In "Lakeview Terrace," Patrick Wilson and Kerry Washington play Chris and Lisa, interracial yuppie lovebirds who've just moved from Oakland to the Deep South. I don't mean Alabama or Mississippi. I mean Southern California, the suburbs of LA to be exact, where their new next-door neighbor is Abel Turner (Samuel L. Jackson), a black cop, widower, and Republican father of two who hates, hates, hates watching a foxy sister fool around with a foxy white dude.
Not in his backyard. Apparently, not in their own, either.
Abel wages a torture campaign that might qualify him for employment at Guantanamo. His security floodlights shine into their bedroom. Tires are slashed, friends harassed, central air sabotaged. What is Abel's goal? Winning "Survivor LA"? His plan may be fine for a bad neighbor-from-hell boiling-point thriller, in which the harassed strike back against their harasser. But the makers of "Lakeview Terrace" also want to make a stab at social commentary.
Chris and Lisa aren't merely white, black, and from Oakland. They're interracial Prius drivers from Oakland. The liberal semaphores thicken. He works for an expanding supermarket chain called Good. She does some kind of pro bono design work from home. They're even Utne Reader subscribers. To Abel's consternation, many of the friends at their housewarming party are mixed-race couples. And after Abel proceeds to bait the friends into provoking his rage, one nervous guest changes the subject to wine. "It's Zinfandel," Lisa says. Then she remembers something: "White Zinfandel!"
"Lakeview Terrace" was written by David Loughery and Howard Korder and directed by Neil LaBute, the playwright taking another vacation from his own confrontational material. It's unclear what they want us to think about these characters or their lives, but LaBute doesn't seem to be a fan. He often captures Wilson's character, especially, at his most laughable. This is a white guy who likes hip-hop, but he looks like a zombie when it's on. Only when he chases a would-be intruder with a lacrosse stick are you forced to think, "Now that's more like it."

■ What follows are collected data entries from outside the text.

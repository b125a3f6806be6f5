// SPDX-License-Identifier: Apache-2.0

//! Request parsing and validation performed before any upstream call.
//!
//! Mutating requests are parsed from raw JSON rather than through a
//! typed extractor so that an unrecognized `desired_state` or a bad
//! field type surfaces as our own `invalid_argument` error shape, not
//! a framework rejection.

use crate::dto::{DesiredState, RecalculateRequestDto, SetInsuranceRequestDto};
use crate::errors::ApiError;
use rust_decimal::Decimal;
use serde_json::Value;

pub fn parse_set_insurance(body: &Value) -> Result<SetInsuranceRequestDto, ApiError> {
    let obj = body
        .as_object()
        .ok_or_else(|| ApiError::invalid_argument("body", "must be a JSON object"))?;
    let cart_id = string_field(obj, "cart_id")?;
    validate_cart_id(&cart_id)?;
    let raw_state = string_field(obj, "desired_state")?;
    let desired_state = DesiredState::parse(&raw_state)
        .map_err(|reason| ApiError::invalid_argument("desired_state", reason))?;
    let subtotal_basis = decimal_field(obj, "subtotal_basis")?;
    if let Some(basis) = subtotal_basis {
        validate_subtotal("subtotal_basis", basis)?;
    }
    Ok(SetInsuranceRequestDto {
        cart_id,
        desired_state,
        subtotal_basis,
    })
}

pub fn parse_recalculate(body: &Value) -> Result<RecalculateRequestDto, ApiError> {
    let obj = body
        .as_object()
        .ok_or_else(|| ApiError::invalid_argument("body", "must be a JSON object"))?;
    let cart_id = string_field(obj, "cart_id")?;
    validate_cart_id(&cart_id)?;
    let subtotal_basis = decimal_field(obj, "subtotal_basis")?
        .ok_or_else(|| ApiError::invalid_argument("subtotal_basis", "is required"))?;
    validate_subtotal("subtotal_basis", subtotal_basis)?;
    Ok(RecalculateRequestDto {
        cart_id,
        subtotal_basis,
    })
}

pub fn validate_cart_id(cart_id: &str) -> Result<(), ApiError> {
    if cart_id.trim().is_empty() {
        return Err(ApiError::invalid_argument("cart_id", "must be non-empty"));
    }
    Ok(())
}

pub fn validate_subtotal(field: &str, subtotal: Decimal) -> Result<(), ApiError> {
    if subtotal.is_sign_negative() {
        return Err(ApiError::invalid_argument(field, "must be non-negative"));
    }
    Ok(())
}

fn string_field(obj: &serde_json::Map<String, Value>, name: &str) -> Result<String, ApiError> {
    obj.get(name)
        .and_then(Value::as_str)
        .map(ToString::to_string)
        .ok_or_else(|| ApiError::invalid_argument(name, "is required and must be a string"))
}

/// Accepts JSON numbers and numeric strings, matching what storefront
/// clients actually send for amounts.
fn decimal_field(
    obj: &serde_json::Map<String, Value>,
    name: &str,
) -> Result<Option<Decimal>, ApiError> {
    match obj.get(name) {
        None | Some(Value::Null) => Ok(None),
        Some(Value::Number(n)) => n
            .to_string()
            .parse::<Decimal>()
            .map(Some)
            .map_err(|_| ApiError::invalid_argument(name, "must be a decimal number")),
        Some(Value::String(s)) => s
            .trim()
            .parse::<Decimal>()
            .map(Some)
            .map_err(|_| ApiError::invalid_argument(name, "must be a decimal number")),
        Some(_) => Err(ApiError::invalid_argument(name, "must be a decimal number")),
    }
}

#[cfg(test)]
mod tests {
    use super::*;
    use crate::errors::ApiErrorCode;
    use rust_decimal_macros::dec;
    use serde_json::json;

    #[test]
    fn well_formed_request_parses() {
        let req = parse_set_insurance(&json!({
            "cart_id": "c-1",
            "desired_state": "enabled",
            "subtotal_basis": 150.0
        }))
        .expect("parse");
        assert_eq!(req.cart_id, "c-1");
        assert_eq!(req.desired_state, DesiredState::Enabled);
        assert_eq!(req.subtotal_basis, Some(dec!(150)));
    }

    #[test]
    fn unrecognized_desired_state_is_invalid_argument() {
        let err = parse_set_insurance(&json!({
            "cart_id": "c-1",
            "desired_state": "on",
            "subtotal_basis": 1
        }))
        .expect_err("bad state");
        assert_eq!(err.code, ApiErrorCode::InvalidArgument);
    }

    #[test]
    fn blank_cart_id_is_invalid_argument() {
        let err = parse_set_insurance(&json!({
            "cart_id": "   ",
            "desired_state": "disabled"
        }))
        .expect_err("blank id");
        assert_eq!(err.code, ApiErrorCode::InvalidArgument);
    }

    #[test]
    fn negative_basis_is_invalid_argument() {
        let err = parse_set_insurance(&json!({
            "cart_id": "c-1",
            "desired_state": "enabled",
            "subtotal_basis": -0.01
        }))
        .expect_err("negative basis");
        assert_eq!(err.code, ApiErrorCode::InvalidArgument);
    }

    #[test]
    fn omitted_basis_parses_to_none() {
        let req = parse_set_insurance(&json!({
            "cart_id": "c-1",
            "desired_state": "disabled"
        }))
        .expect("parse");
        assert_eq!(req.subtotal_basis, None);
    }

    #[test]
    fn string_amounts_are_accepted() {
        let req = parse_recalculate(&json!({
            "cart_id": "c-1",
            "subtotal_basis": "250.00"
        }))
        .expect("parse");
        assert_eq!(req.subtotal_basis, dec!(250.00));
    }

    #[test]
    fn recalculate_requires_a_basis() {
        let err = parse_recalculate(&json!({"cart_id": "c-1"})).expect_err("missing basis");
        assert_eq!(err.code, ApiErrorCode::InvalidArgument);
    }
}
// SPDX-License-Identifier: Apache-2.0

use crate::store::{build_client, ensure_success, into_json};
use crate::{CartStoreBackend, StoreError};
use async_trait::async_trait;
use reqwest::header::{HeaderMap, HeaderValue};
use rust_decimal::Decimal;
use serde_json::{json, Map, Value};
use std::time::Duration;

const AUTH_TOKEN_HEADER: &str = "x-auth-token";

/// Privileged admin cart API: token-header auth, camelCase fields in
/// responses. The only surface that accepts a `list_price` override on
/// add, which insurance items require.
pub struct AdminBackend {
    base_url: String,
    auth_token: Option<String>,
    client: reqwest::Client,
}

impl AdminBackend {
    #[must_use]
    pub fn new(base_url: String, auth_token: Option<String>, timeout: Duration) -> Self {
        Self {
            base_url: base_url.trim_end_matches('/').to_string(),
            auth_token: auth_token.filter(|t| !t.trim().is_empty()),
            client: build_client(timeout),
        }
    }

    fn cart_url(&self, cart_id: &str) -> String {
        format!("{}/v3/carts/{cart_id}", self.base_url)
    }

    fn auth_headers(&self) -> Result<HeaderMap, StoreError> {
        let mut headers = HeaderMap::new();
        if let Some(token) = &self.auth_token {
            let value = HeaderValue::from_str(token)
                .map_err(|e| StoreError::Transport(format!("invalid auth header: {e}")))?;
            headers.insert(AUTH_TOKEN_HEADER, value);
        }
        Ok(headers)
    }
}

#[async_trait]
impl CartStoreBackend for AdminBackend {
    fn backend_tag(&self) -> &'static str {
        "admin"
    }

    async fn fetch_cart(&self, cart_id: &str) -> Result<Value, StoreError> {
        let resp = self
            .client
            .get(self.cart_url(cart_id))
            .headers(self.auth_headers()?)
            .send()
            .await
            .map_err(|e| StoreError::Transport(e.to_string()))?;
        into_json(resp).await
    }

    async fn add_line_item(
        &self,
        cart_id: &str,
        product_id: i64,
        quantity: u32,
        unit_price: Option<Decimal>,
    ) -> Result<Value, StoreError> {
        let mut line_item = Map::new();
        line_item.insert("product_id".to_string(), json!(product_id));
        line_item.insert("quantity".to_string(), json!(quantity));
        if let Some(price) = unit_price {
            line_item.insert("list_price".to_string(), json!(price));
        }
        let body = json!({"line_items": [line_item]});
        let resp = self
            .client
            .post(format!("{}/items", self.cart_url(cart_id)))
            .headers(self.auth_headers()?)
            .json(&body)
            .send()
            .await
            .map_err(|e| StoreError::Transport(e.to_string()))?;
        into_json(resp).await
    }

    async fn remove_line_item(&self, cart_id: &str, item_id: &str) -> Result<(), StoreError> {
        let resp = self
            .client
            .delete(format!("{}/items/{item_id}", self.cart_url(cart_id)))
            .headers(self.auth_headers()?)
            .send()
            .await
            .map_err(|e| StoreError::Transport(e.to_string()))?;
        ensure_success(resp).await
    }
}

The movie might have something to say about black racism, but the conversations go nowhere, and the cliches of the genre take over. Plus there's a giant authenticity problem. Lisa never tells off the cop-next-door. She's merely reactive and passive, neither of which seems to be in the character's nature - nor in Kerry Washington's, for that matter. A thriller about a comfortably middle-class black man harassing a comfortably middle-class black woman is some kind of first for the movies, and warrants more than the stupendously toothless treatment we get here.
Actually, the script feels like it's been collecting dust on someone's desk since the LA riots. (Chris actually makes a "Can't we all get along?" plea, and the riots themselves have been replaced with the hokey threat of encroaching wildfires.) Through it all, Jackson is appropriately ridiculous, all but winking at the camera. In similarly charged racial territory, he was a lot better in last year's "Black Snake Moan." Here he's taken Denzel Washington's "Training Day" performance and has so wrung it out for comedy that his character never lives in the world as we know it. He lives in "Crash."